As I wrote in the last post, I’m a tangle of complexes. Why didn’t I know this before? Lately I’ve been examining how my own self-awareness has changed over the years. I suppose you could call this self-awareness-awareness.
For years I would sometimes have bad moods of a particular kind, and during those moods my thoughts would turn to violence. Sometimes while walking in town on my way to or from work I would slip into a self-righteous rage, but lacking a very good reason for it I would fantasize about people offending me more than anyone in fact was doing, and about what I would do to them if this happened (normally involving a beating of some kind, but nothing so bad as murder or the inflicting of permanent injuries).
Occasionally I would get a nasty look from a driver as I crossed a road too slowly for their liking, and that would set me off on an internal rant about arrogant BMW drivers. I would imagine that they had been much more obnoxious than they had been, and fantasize about causing damage to their car by kicking it or launching my umbrella, like a javelin, through the back window as they drove away.
It never occurred to me in those moments that my thoughts were unreasonable, and later, when I had calmed down, I would not think about it again. Such was my lack of self-awareness that I didn’t even begin to look for reasons, and thus missed the obvious. Over the past few years I have pinned down the cause of these moods: nicotine withdrawal. I felt those feelings when I hadn’t had a cigarette for a while.
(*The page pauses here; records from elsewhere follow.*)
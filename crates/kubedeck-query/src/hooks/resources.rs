//! Named hooks per resource, generated from one list per scope

use k8s_openapi::api::apps::v1::{DaemonSet, Deployment, ReplicaSet, StatefulSet};
use k8s_openapi::api::batch::v1::{CronJob, Job};
use k8s_openapi::api::core::v1::{
    ConfigMap, Endpoints, Event, LimitRange, Namespace, Node, PersistentVolume,
    PersistentVolumeClaim, Pod, ResourceQuota, Secret, Service, ServiceAccount,
};
use k8s_openapi::api::networking::v1::{Ingress, NetworkPolicy};
use k8s_openapi::api::rbac::v1::{ClusterRole, ClusterRoleBinding, Role, RoleBinding};
use k8s_openapi::api::storage::v1::StorageClass;

use kubedeck_k8s::DeleteResponse;
use kubedeck_types::{NamespaceSelector, ObjectList};

use super::{Hooks, NameInput, PatchInput, ResourceInput, ScopedQuery};
use crate::{Mutation, Query};

macro_rules! namespaced_hooks {
    ($( $ty:ty => $list:ident, $get:ident, $create:ident, $update:ident, $patch:ident, $delete:ident; )*) => {
        impl Hooks {
            $(
                #[doc = concat!("List `", stringify!($ty), "` in a namespace, or across all of them")]
                pub fn $list(&self, namespace: Option<NamespaceSelector>) -> ScopedQuery<ObjectList<$ty>> {
                    self.list::<$ty>(namespace)
                }

                pub fn $get(&self, name: &str, namespace: Option<NamespaceSelector>) -> ScopedQuery<$ty> {
                    self.get::<$ty>(name, namespace)
                }

                pub fn $create(&self) -> Mutation<ResourceInput<$ty>, $ty> {
                    self.create::<$ty>()
                }

                pub fn $update(&self) -> Mutation<ResourceInput<$ty>, $ty> {
                    self.replace::<$ty>()
                }

                pub fn $patch(&self) -> Mutation<PatchInput, $ty> {
                    self.patch::<$ty>()
                }

                pub fn $delete(&self) -> Mutation<NameInput, DeleteResponse<$ty>> {
                    self.delete::<$ty>()
                }
            )*
        }
    };
}

macro_rules! cluster_hooks {
    ($( $ty:ty => $list:ident, $get:ident, $create:ident, $update:ident, $patch:ident, $delete:ident; )*) => {
        impl Hooks {
            $(
                #[doc = concat!("List every `", stringify!($ty), "`")]
                pub fn $list(&self) -> Query<ObjectList<$ty>> {
                    self.list_cluster::<$ty>()
                }

                pub fn $get(&self, name: &str) -> Query<$ty> {
                    self.get_cluster::<$ty>(name)
                }

                pub fn $create(&self) -> Mutation<$ty, $ty> {
                    self.create_cluster::<$ty>()
                }

                pub fn $update(&self) -> Mutation<$ty, $ty> {
                    self.replace_cluster::<$ty>()
                }

                pub fn $patch(&self) -> Mutation<PatchInput, $ty> {
                    self.patch_cluster::<$ty>()
                }

                pub fn $delete(&self) -> Mutation<String, DeleteResponse<$ty>> {
                    self.delete_cluster::<$ty>()
                }
            )*
        }
    };
}

namespaced_hooks! {
    ConfigMap => config_maps, config_map, create_config_map, update_config_map, patch_config_map, delete_config_map;
    Secret => secrets, secret, create_secret, update_secret, patch_secret, delete_secret;
    Pod => pods, pod, create_pod, update_pod, patch_pod, delete_pod;
    Service => services, service, create_service, update_service, patch_service, delete_service;
    ServiceAccount => service_accounts, service_account, create_service_account, update_service_account, patch_service_account, delete_service_account;
    Endpoints => endpoints, endpoint, create_endpoints, update_endpoints, patch_endpoints, delete_endpoints;
    Event => events, event, create_event, update_event, patch_event, delete_event;
    LimitRange => limit_ranges, limit_range, create_limit_range, update_limit_range, patch_limit_range, delete_limit_range;
    ResourceQuota => resource_quotas, resource_quota, create_resource_quota, update_resource_quota, patch_resource_quota, delete_resource_quota;
    PersistentVolumeClaim => persistent_volume_claims, persistent_volume_claim, create_persistent_volume_claim, update_persistent_volume_claim, patch_persistent_volume_claim, delete_persistent_volume_claim;
    Deployment => deployments, deployment, create_deployment, update_deployment, patch_deployment, delete_deployment;
    DaemonSet => daemon_sets, daemon_set, create_daemon_set, update_daemon_set, patch_daemon_set, delete_daemon_set;
    StatefulSet => stateful_sets, stateful_set, create_stateful_set, update_stateful_set, patch_stateful_set, delete_stateful_set;
    ReplicaSet => replica_sets, replica_set, create_replica_set, update_replica_set, patch_replica_set, delete_replica_set;
    Job => jobs, job, create_job, update_job, patch_job, delete_job;
    CronJob => cron_jobs, cron_job, create_cron_job, update_cron_job, patch_cron_job, delete_cron_job;
    Ingress => ingresses, ingress, create_ingress, update_ingress, patch_ingress, delete_ingress;
    NetworkPolicy => network_policies, network_policy, create_network_policy, update_network_policy, patch_network_policy, delete_network_policy;
    Role => roles, role, create_role, update_role, patch_role, delete_role;
    RoleBinding => role_bindings, role_binding, create_role_binding, update_role_binding, patch_role_binding, delete_role_binding;
}

cluster_hooks! {
    Namespace => namespaces, namespace, create_namespace, update_namespace, patch_namespace, delete_namespace;
    Node => nodes, node, create_node, update_node, patch_node, delete_node;
    PersistentVolume => persistent_volumes, persistent_volume, create_persistent_volume, update_persistent_volume, patch_persistent_volume, delete_persistent_volume;
    StorageClass => storage_classes, storage_class, create_storage_class, update_storage_class, patch_storage_class, delete_storage_class;
    ClusterRole => cluster_roles, cluster_role, create_cluster_role, update_cluster_role, patch_cluster_role, delete_cluster_role;
    ClusterRoleBinding => cluster_role_bindings, cluster_role_binding, create_cluster_role_binding, update_cluster_role_binding, patch_cluster_role_binding, delete_cluster_role_binding;
}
The realization began when I gave up and used nicotine gum as a replacement, after initial scepticism about its efficacy. Varying the amount of gum I chewed in one day, I began to see how my moods were changing. It’s old news, but I had not appreciated, or not believed, that my addiction was mainly chemical. I imagined that I somehow transcended chemistry, controlling my moods and behaviour with conscious mastery, that until then I had chosen to keep on smoking, free of any base animal influences.*
I honestly never understood what people meant when they talked about the effects of coffee or sugary foods. I thought that I was always in control, and I didn’t notice how my body and mind changed with the action of these substances. The main exception is alcohol, the effect of which is so overwhelming that it cannot be ignored even by me; but I suppose I always viewed it as something special, something extraordinary. I completely failed to notice the more subtle changes.
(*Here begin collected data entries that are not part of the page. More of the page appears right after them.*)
use std::time::Duration;

use kubedeck_types::CacheConfig;

use crate::KeyPattern;

/// How a resource class ages in the cache
#[derive(Clone, Copy, Debug, PartialEq, Eq)]
pub enum ResourceClass {
    /// Ordinary resources: configmaps, secrets, workloads, ...
    Standard,
    /// Operational status: operators and cluster health
    Status,
}

/// When cached data counts as stale, and whether it refreshes on a timer
#[derive(Clone, Copy, Debug, PartialEq, Eq)]
pub struct StalenessPolicy {
    /// Data older than this is refetched on the next subscribe
    pub stale_time: Duration,

    /// Refetch unconditionally at this period while subscribed
    pub refetch_interval: Option<Duration>,
}

impl StalenessPolicy {
    pub fn new(stale_time: Duration) -> Self {
        Self {
            stale_time,
            refetch_interval: None,
        }
    }

    pub fn with_interval(mut self, interval: Duration) -> Self {
        self.refetch_interval = Some(interval);
        self
    }
}

/// Staleness policy per resource class
#[derive(Clone, Debug, PartialEq, Eq)]
pub struct CachePolicies {
    pub standard: StalenessPolicy,
    pub status: StalenessPolicy,
}

impl CachePolicies {
    pub fn from_config(config: &CacheConfig) -> Self {
        Self {
            standard: StalenessPolicy::new(config.stale_time()),
            status: StalenessPolicy {
                stale_time: config.status_stale_time(),
                refetch_interval: config.status_refetch_interval(),
            },
        }
    }

    pub fn for_class(&self, class: ResourceClass) -> StalenessPolicy {
        match class {
            ResourceClass::Standard => self.standard,
            ResourceClass::Status => self.status,
        }
    }
}

impl Default for CachePolicies {
    fn default() -> Self {
        Self::from_config(&CacheConfig::default())
    }
}

/// Cache keys a mutation affects
///
/// Applied by [`crate::QueryClient::apply`] after each successful mutation,
/// never after a failed one.
#[derive(Clone, Debug, Default, PartialEq, Eq)]
pub struct InvalidationPolicy {
    patterns: Vec<KeyPattern>,
}

impl InvalidationPolicy {
    /// Invalidate nothing
    pub fn none() -> Self {
        Self::default()
    }

    /// Every cached read of `kind`, in every namespace
    pub fn kind(kind: impl Into<String>) -> Self {
        Self::none().and(KeyPattern::kind(kind))
    }

    pub fn and(mut self, pattern: KeyPattern) -> Self {
        self.patterns.push(pattern);
        self
    }

    pub fn patterns(&self) -> &[KeyPattern] {
        &self.patterns
    }

    pub fn is_empty(&self) -> bool {
        self.patterns.is_empty()
    }
}

#[cfg(test)]
mod tests {
    use super::*;
    use crate::{KeyScope, QueryKey};
    use kubedeck_k8s::Verb;

    #[test]
    fn test_default_classes() {
        let policies = CachePolicies::default();
        assert_eq!(
            policies.for_class(ResourceClass::Standard),
            StalenessPolicy::new(Duration::from_secs(30))
        );
        let status = policies.for_class(ResourceClass::Status);
        assert_eq!(status.stale_time, Duration::ZERO);
        assert_eq!(status.refetch_interval, Some(Duration::from_secs(20)));
    }

    #[test]
    fn test_kind_policy_matches_lists_and_reads() {
        let policy = InvalidationPolicy::kind("DaemonSet");
        let list = QueryKey::new("DaemonSet", Verb::List, KeyScope::AllNamespaces);
        let read = QueryKey::new(
            "DaemonSet",
            Verb::Read,
            KeyScope::Namespace("default".to_string()),
        )
        .with_name("nginx-daemonset");
        let other = QueryKey::new("ConfigMap", Verb::List, KeyScope::AllNamespaces);

        let matches = |key: &QueryKey| policy.patterns().iter().any(|p| p.matches(key));
        assert!(matches(&list));
        assert!(matches(&read));
        assert!(!matches(&other));
        assert!(InvalidationPolicy::none().is_empty());
    }
}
Now I’m reading Freud, and the explorations into my self continue. Not only does he reveal another hidden influence that I had never taken seriously, partly controlling my behaviour and thoughts, namely the unconscious mind; but this also prompts me to ask why I, normally an introspective and thoughtful person, would fail to see the obvious chemical agencies causing my mood swings. And this leads me to the idea that there is some combination of complexes within me that obliges me to ignore the evidence. For some reason, I do not want to face the facts of my biology. Related to this is my complete lack of interest in epilepsy, despite the fact that 1. I have had it since adolescence, and 2. I am normally very interested in neuroscience.
Before reading The Psychopathology of Everyday Life I was quite unfamiliar with Freud, except for the more or less vague references that appear throughout our culture. I had read an excerpt from Civilization and Its Discontents, and I was fascinated by it, but I didn’t really understand it because all the theory was out of context.
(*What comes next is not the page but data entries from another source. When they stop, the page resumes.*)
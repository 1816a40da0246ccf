//! The per-resource, per-verb surface callers use
//!
//! Every read is a cached [`Query`] and every write a [`Mutation`]. The
//! transport never leaks through this module.

mod resources;

use std::sync::Arc;

use k8s_openapi::apimachinery::pkg::apis::meta::v1::ObjectMeta;
use k8s_openapi::api::core::v1::Pod;
use k8s_openapi::{Metadata, Resource};
use parking_lot::Mutex;
use serde::Serialize;
use serde::de::DeserializeOwned;
use serde_json::Value;
use tokio::sync::watch;

use kubedeck_k8s::{
    ClusterNamedPath, ClusterResourceScope, DeleteResponse, InstallQuery, KubernetesClient, LogQuery,
    NamedPath, NamespacePath, NamespaceResourceScope, OperationRequest, OperationScope, OperatorClient,
    Params, Patch, ResourceKind, ResourcePath, Verb,
};
use kubedeck_transport::{ApiClient, ApiError};
use kubedeck_types::{ClusterHealth, DeckConfig, NamespaceSelector, ObjectList, Operator};

use crate::{
    CachePolicies, ClusterContext, InvalidationPolicy, KeyPattern, KeyScope, Mutation, Query, QueryClient,
    QueryKey, QueryState, ResourceClass,
};

/// Kinds operator and health reads are cached under
const OPERATOR_KIND: &str = "Operator";
const HEALTH_KIND: &str = "ClusterHealth";

/// Cache name of a typed kind; see [`ResourceKind::qualified_kind`]
fn cache_kind<K: Resource>() -> String
where
    K::Scope: kubedeck_k8s::Scope,
{
    ResourceKind::of::<K>().qualified_kind()
}

// ============================================================================
// Inputs
// ============================================================================

/// A namespaced k8s-openapi resource usable through [`Hooks`]
pub trait NamespacedResource:
    Resource<Scope = NamespaceResourceScope>
    + Metadata<Ty = ObjectMeta>
    + Serialize
    + DeserializeOwned
    + Send
    + Sync
    + 'static
{
}

impl<K> NamespacedResource for K where
    K: Resource<Scope = NamespaceResourceScope>
        + Metadata<Ty = ObjectMeta>
        + Serialize
        + DeserializeOwned
        + Send
        + Sync
        + 'static
{
}

/// A cluster-scoped k8s-openapi resource usable through [`Hooks`]
pub trait ClusterResource:
    Resource<Scope = ClusterResourceScope>
    + Metadata<Ty = ObjectMeta>
    + Serialize
    + DeserializeOwned
    + Send
    + Sync
    + 'static
{
}

impl<K> ClusterResource for K where
    K: Resource<Scope = ClusterResourceScope>
        + Metadata<Ty = ObjectMeta>
        + Serialize
        + DeserializeOwned
        + Send
        + Sync
        + 'static
{
}

/// Target of a read or delete by name
#[derive(Clone, Debug, PartialEq, Eq)]
pub struct NameInput {
    pub name: String,
    pub namespace: Option<NamespaceSelector>,
}

impl NameInput {
    pub fn new(name: impl Into<String>) -> Self {
        Self {
            name: name.into(),
            namespace: None,
        }
    }

    pub fn in_namespace(mut self, namespace: NamespaceSelector) -> Self {
        self.namespace = Some(namespace);
        self
    }
}

impl From<&str> for NameInput {
    fn from(name: &str) -> Self {
        Self::new(name)
    }
}

impl From<String> for NameInput {
    fn from(name: String) -> Self {
        Self::new(name)
    }
}

/// Body of a create or replace
///
/// Without an explicit namespace the resource's own `metadata.namespace`
/// is used, then the preferred one.
#[derive(Clone, Debug)]
pub struct ResourceInput<K> {
    pub resource: K,
    pub namespace: Option<NamespaceSelector>,
}

impl<K> ResourceInput<K> {
    pub fn in_namespace(mut self, namespace: NamespaceSelector) -> Self {
        self.namespace = Some(namespace);
        self
    }
}

impl<K> From<K> for ResourceInput<K> {
    fn from(resource: K) -> Self {
        Self {
            resource,
            namespace: None,
        }
    }
}

#[derive(Clone, Debug)]
pub struct PatchInput {
    pub name: String,
    pub namespace: Option<NamespaceSelector>,
    pub patch: Patch,
}

impl PatchInput {
    pub fn new(name: impl Into<String>, patch: Patch) -> Self {
        Self {
            name: name.into(),
            namespace: None,
            patch,
        }
    }

    pub fn in_namespace(mut self, namespace: NamespaceSelector) -> Self {
        self.namespace = Some(namespace);
        self
    }
}

/// Operator install or uninstall request
#[derive(Clone, Debug, Default, PartialEq, Eq)]
pub struct OperatorInput {
    pub name: String,
    pub query: InstallQuery,
}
Despite other things we might know about him, honesty and humanity shine through in his writing, and he can be very persuasive. It was just the same with Ernst Gombrich and Jacob Bronowski. The experience of reading Freud is similar, because of the serious, unpatronizing, liberal and rational attitudes that they all share.
Over the past few days I have bashed my hand on a particular door handle in my flat, on two separate occasions, never having done it before. Wasn’t it just simple clumsiness? I do sometimes have difficulty resisting the temptation to pronounce “oh come on Sigmund, that’s a bit far-fetched,” but on the whole I’m beginning to appreciate how great he was, and I plan to go into this more in later posts.
*Another surprising thing I discovered when I began to chew nicotine gum was that the dominant taste in cigarettes, and the slight feeling of burning in your mouth, is not, as I had presumed, from the hot smoke. It is the nicotine itself.